Strategi kedua, menyediakan tiga jenis fasilitas kesehatan dengan kebutuhan berbeda, yakni pusat karantina untuk orang dalam pemantauan dan pasien dalam pengawasan, rumah sakit khusus untuk merawat kasus dengan gejala ringan dan sedang, serta rumah sakit rujukan untuk kasus dengan gejala klinis serius hingga berat.
”Pusat karantina dapat dibangun dengan memanfaatkan berbagai fasilitas yang ada,” lanjutnya.
Adapun strategi ketiga adalah menemukan kasus sedini mungkin. Caranya, dengan tes cepat pada warga dengan suhu lebih atau sama dengan 38 derajat, orang tanpa gejala, orang dalam pemantauan dan pasien dalam pengawasan, serta perluasan pemeriksaan diagnostik. Sementara aspek pembiayaan tidak boleh menghambat upaya itu.

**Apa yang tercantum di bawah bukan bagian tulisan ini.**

//! Raw Linux input devices (`/dev/input/event*`) multiplexed with epoll.

use std::{
    fs::{File, OpenOptions},
    io::{self, Read},
    mem,
    os::{
        fd::{AsRawFd, FromRawFd, OwnedFd},
        unix::fs::OpenOptionsExt,
    },
    path::{Path, PathBuf},
    time::{Duration, Instant},
};

use log::{debug, info};

use crate::error::DeviceError;

/// `EV_KEY` from `linux/input-event-codes.h`.
pub const EV_KEY: u16 = 0x01;

const MAX_EVENTS: usize = 10;
const RECORD_SIZE: usize = mem::size_of::<libc::input_event>();

/// Direction of a key transition.
#[derive(Debug, Clone, Copy, PartialEq, Eq)]
pub enum KeyEdge {
    Down,
    Up,
}

/// A key edge stamped with the moment it was read.
#[derive(Debug, Clone, Copy, PartialEq, Eq)]
pub struct KeyEvent {
    pub edge: KeyEdge,
    pub code: u16,
    pub at: Instant,
}

/// Source of key edges for the button monitor.
pub trait EdgeSource: Send {
    /// Waits up to `timeout` for input and returns the key edges read.
    ///
    /// An empty vector means the wait timed out.
    fn next_edges(&mut self, timeout: Duration) -> Result<Vec<KeyEvent>, DeviceError>;
}

/// Deferred open of an edge source, run on the thread that will own it.
pub type SourceOpener = Box<dyn FnOnce() -> Result<Box<dyn EdgeSource>, DeviceError> + Send>;

/// Decodes one kernel `input_event` record into a key edge.
///
/// The record is `timeval` followed by `u16 type`, `u16 code`, `i32 value`.
/// Reading from the tail keeps this independent of the `timeval` width.
/// Non-key events and autorepeat (`value == 2`) yield `None`.
pub fn decode_record(record: &[u8], at: Instant) -> Option<KeyEvent> {
    let tail = record.len().checked_sub(8).map(|start| &record[start..])?;
    let kind = u16::from_ne_bytes([tail[0], tail[1]]);
    let code = u16::from_ne_bytes([tail[2], tail[3]]);
    let value = i32::from_ne_bytes([tail[4], tail[5], tail[6], tail[7]]);

    if kind != EV_KEY {
        return None;
    }
    let edge = match value {
        1 => KeyEdge::Down,
        0 => KeyEdge::Up,
        _ => return None,
    };
    Some(KeyEvent { edge, code, at })
}

/// Input devices registered with an edge-triggered epoll instance.
///
/// Device files and the epoll descriptor are owned handles, so they are
/// closed on every exit path when this value is dropped.
pub struct EpollInputs {
    epoll: OwnedFd,
    devices: Vec<(PathBuf, File)>,
}

impl EpollInputs {
    pub fn open<P: AsRef<Path>>(paths: &[P]) -> Result<Self, DeviceError> {
        // SAFETY: epoll_create1 has no memory preconditions; the result is
        // checked before being wrapped.
        let raw = unsafe { libc::epoll_create1(libc::EPOLL_CLOEXEC) };
        if raw < 0 {
            return Err(io::Error::last_os_error().into());
        }
        // SAFETY: `raw` is a freshly created descriptor owned by nobody else.
        let epoll = unsafe { OwnedFd::from_raw_fd(raw) };

        let mut inputs = Self {
            epoll,
            devices: Vec::with_capacity(paths.len()),
        };
        for path in paths {
            inputs.register(path.as_ref())?;
        }

        info!(
            "Monitoring button events on {}",
            inputs
                .devices
                .iter()
                .map(|(path, _)| path.display().to_string())
                .collect::<Vec<_>>()
                .join(" ")
        );
        Ok(inputs)
    }

    /// Defers [`EpollInputs::open`] so the devices are claimed by the loop
    /// thread that reads them.
    pub fn opener(paths: Vec<PathBuf>) -> SourceOpener {
        Box::new(move || Ok(Box::new(Self::open(paths.as_slice())?) as Box<dyn EdgeSource>))
    }

    fn register(&mut self, path: &Path) -> Result<(), DeviceError> {
        let file = OpenOptions::new()
            .read(true)
            .custom_flags(libc::O_NONBLOCK)
            .open(path)
            .map_err(|source| DeviceError::Open {
                path: path.to_path_buf(),
                source,
            })?;

        let mut event = libc::epoll_event {
            events: (libc::EPOLLIN | libc::EPOLLET) as u32,
            u64: self.devices.len() as u64,
        };
        // SAFETY: both descriptors are open and `event` outlives the call.
        let rc = unsafe {
            libc::epoll_ctl(
                self.epoll.as_raw_fd(),
                libc::EPOLL_CTL_ADD,
                file.as_raw_fd(),
                &mut event,
            )
        };
        if rc < 0 {
            return Err(DeviceError::Open {
                path: path.to_path_buf(),
                source: io::Error::last_os_error(),
            });
        }

        self.devices.push((path.to_path_buf(), file));
        Ok(())
    }

    /// Reads every pending record from one device until it would block.
    fn drain(&mut self, token: usize, out: &mut Vec<KeyEvent>) -> Result<(), DeviceError> {
        let Some((path, file)) = self.devices.get_mut(token) else {
            return Ok(());
        };
        let mut buf = [0u8; RECORD_SIZE * MAX_EVENTS];
        loop {
            match file.read(&mut buf) {
                Ok(0) => return Ok(()),
                Ok(n) => {
                    let now = Instant::now();
                    out.extend(
                        buf[..n]
                            .chunks_exact(RECORD_SIZE)
                            .filter_map(|record| decode_record(record, now)),
                    );
                }
                Err(e) if e.kind() == io::ErrorKind::WouldBlock => return Ok(()),
                Err(e) if e.kind() == io::ErrorKind::Interrupted => continue,
                Err(e) => {
                    debug!("Read from {} failed: {e}", path.display());
                    return Err(e.into());
                }
            }
        }
    }

    /// Error for a device that was unplugged or revoked.
    fn hangup(&self, token: usize) -> DeviceError {
        let path = self
            .devices
            .get(token)
            .map(|(path, _)| path.clone())
            .unwrap_or_default();
        DeviceError::Hangup { path }
    }
}

impl EdgeSource for EpollInputs {
    fn next_edges(&mut self, timeout: Duration) -> Result<Vec<KeyEvent>, DeviceError> {
        let mut ready = [libc::epoll_event { events: 0, u64: 0 }; MAX_EVENTS];
        let timeout_ms = i32::try_from(timeout.as_millis()).unwrap_or(i32::MAX);

        // SAFETY: `ready` is valid for MAX_EVENTS entries for the whole call.
        let count = unsafe {
            libc::epoll_wait(
                self.epoll.as_raw_fd(),
                ready.as_mut_ptr(),
                MAX_EVENTS as i32,
                timeout_ms,
            )
        };
        if count < 0 {
            let err = io::Error::last_os_error();
            if err.kind() == io::ErrorKind::Interrupted {
                return Ok(Vec::new());
            }
            return Err(err.into());
        }

        let mut edges = Vec::new();
        for entry in &ready[..count as usize] {
            let (flags, token) = (entry.events, entry.u64);
            if flags & libc::EPOLLIN as u32 != 0 {
                self.drain(token as usize, &mut edges)?;
            }
            if flags & (libc::EPOLLHUP | libc::EPOLLERR) as u32 != 0 {
                return Err(self.hangup(token as usize));
            }
        }
        Ok(edges)
    }
}

#[cfg(test)]
mod tests {
    use super::*;
    use pretty_assertions::assert_eq;

    fn record(kind: u16, code: u16, value: i32) -> Vec<u8> {
        let mut bytes = vec![0u8; RECORD_SIZE - 8];
        bytes.extend_from_slice(&kind.to_ne_bytes());
        bytes.extend_from_slice(&code.to_ne_bytes());
        bytes.extend_from_slice(&value.to_ne_bytes());
        bytes
    }

    #[test]
    fn decodes_key_down_and_up() {
        let now = Instant::now();
        let down = decode_record(&record(EV_KEY, 28, 1), now).unwrap();
        let up = decode_record(&record(EV_KEY, 28, 0), now).unwrap();
        assert_eq!(down.edge, KeyEdge::Down);
        assert_eq!(up.edge, KeyEdge::Up);
        assert_eq!(down.code, 28);
    }

    #[test]
    fn ignores_autorepeat_and_non_key_events() {
        let now = Instant::now();
        assert_eq!(decode_record(&record(EV_KEY, 28, 2), now), None);
        // EV_SYN
        assert_eq!(decode_record(&record(0x00, 0, 0), now), None);
        // EV_REL
        assert_eq!(decode_record(&record(0x02, 0, 1), now), None);
    }

    #[test]
    fn short_record_is_rejected() {
        assert_eq!(decode_record(&[0u8; 4], Instant::now()), None);
    }

    #[test]
    fn open_missing_device_is_configuration_error() {
        let err = EpollInputs::open(&["/nonexistent/input/event99"])
            .err()
            .unwrap();
        assert!(err.is_configuration());
        assert!(err.to_string().contains("/nonexistent/input/event99"));
    }

    #[test]
    fn regular_file_cannot_be_registered() {
        // epoll refuses regular files with EPERM.
        let file = tempfile::NamedTempFile::new().unwrap();
        let err = EpollInputs::open(&[file.path()]).err().unwrap();
        assert!(err.is_configuration());
    }

    #[test]
    fn pipe_edges_are_decoded() {
        use std::io::Write;

        let mut fds = [0; 2];
        // SAFETY: `fds` has room for the two descriptors pipe writes.
        assert_eq!(unsafe { libc::pipe(fds.as_mut_ptr()) }, 0);
        // SAFETY: pipe just returned these descriptors to us.
        let (reader, mut writer) = unsafe {
            (
                OwnedFd::from_raw_fd(fds[0]),
                File::from_raw_fd(fds[1]),
            )
        };
        let path = PathBuf::from(format!("/proc/self/fd/{}", reader.as_raw_fd()));
        let mut inputs = EpollInputs::open(&[&path]).unwrap();

        writer.write_all(&record(EV_KEY, 28, 1)).unwrap();
        writer.write_all(&record(0x00, 0, 0)).unwrap();
        writer.write_all(&record(EV_KEY, 28, 0)).unwrap();

        let edges = inputs.next_edges(Duration::from_millis(500)).unwrap();
        let kinds: Vec<_> = edges.iter().map(|e| e.edge).collect();
        assert_eq!(kinds, vec![KeyEdge::Down, KeyEdge::Up]);

        assert!(inputs.next_edges(Duration::from_millis(10)).unwrap().is_empty());
    }

    #[test]
    fn closed_device_is_reported() {
        let mut fds = [0; 2];
        // SAFETY: `fds` has room for the two descriptors pipe writes.
        assert_eq!(unsafe { libc::pipe(fds.as_mut_ptr()) }, 0);
        // SAFETY: pipe just returned these descriptors to us.
        let (reader, writer) = unsafe {
            (
                OwnedFd::from_raw_fd(fds[0]),
                OwnedFd::from_raw_fd(fds[1]),
            )
        };
        let path = PathBuf::from(format!("/proc/self/fd/{}", reader.as_raw_fd()));
        let mut inputs = EpollInputs::open(&[&path]).unwrap();

        drop(writer);
        let err = inputs.next_edges(Duration::from_millis(500)).unwrap_err();

        assert!(!err.is_configuration());
        assert!(err.to_string().contains(&path.display().to_string()));
    }
}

Adapun strategi keempat ialah membentuk desa atau rukun tetangga siaga Covid-19 di bawah manajemen kendali kabupaten/kota. Nantinya desa atau rukun tetangga ini didukung para kader atau relawan. Tujuannya, lanjut Syahrizal, memantau status demam harian warga, memberi arahan istirahat di rumah, memantau pergerakan, membantu proses diagnostik dini, membantu proses rujukan, dan memantau status suhu orang tanpa gejala yang berasal dari daerah tertular.
Proses pemantauan dapat memanfaatkan internet atau menggunakan instrumen sederhana berupa simbol status kesehatan.
”Keempat strategi ini menjadi bagian dari strategi lainnya yang sudah dijalankan. Setiap strategi, termasuk opsi karantina wilayah, hendaknya meminimalkan dampak sosial dan ekonomi warga yang sudah menderita akibat kehilangan mata pencarian,” ucapnya.
Gugus Tugas Penanganan Covid-19 melaporkan, hingga Senin (30/3/2020) sore, sebanyak 1.414 kasus terkonfirmasi dengan rincian 1.217 dirawat, 75 sembuh, dan 122 meninggal. Sebanyak 698 kasus terdapat di DKI Jakarta, 180 di Jawa Barat, 128 di Banten, dan 91 di Jawa Timur.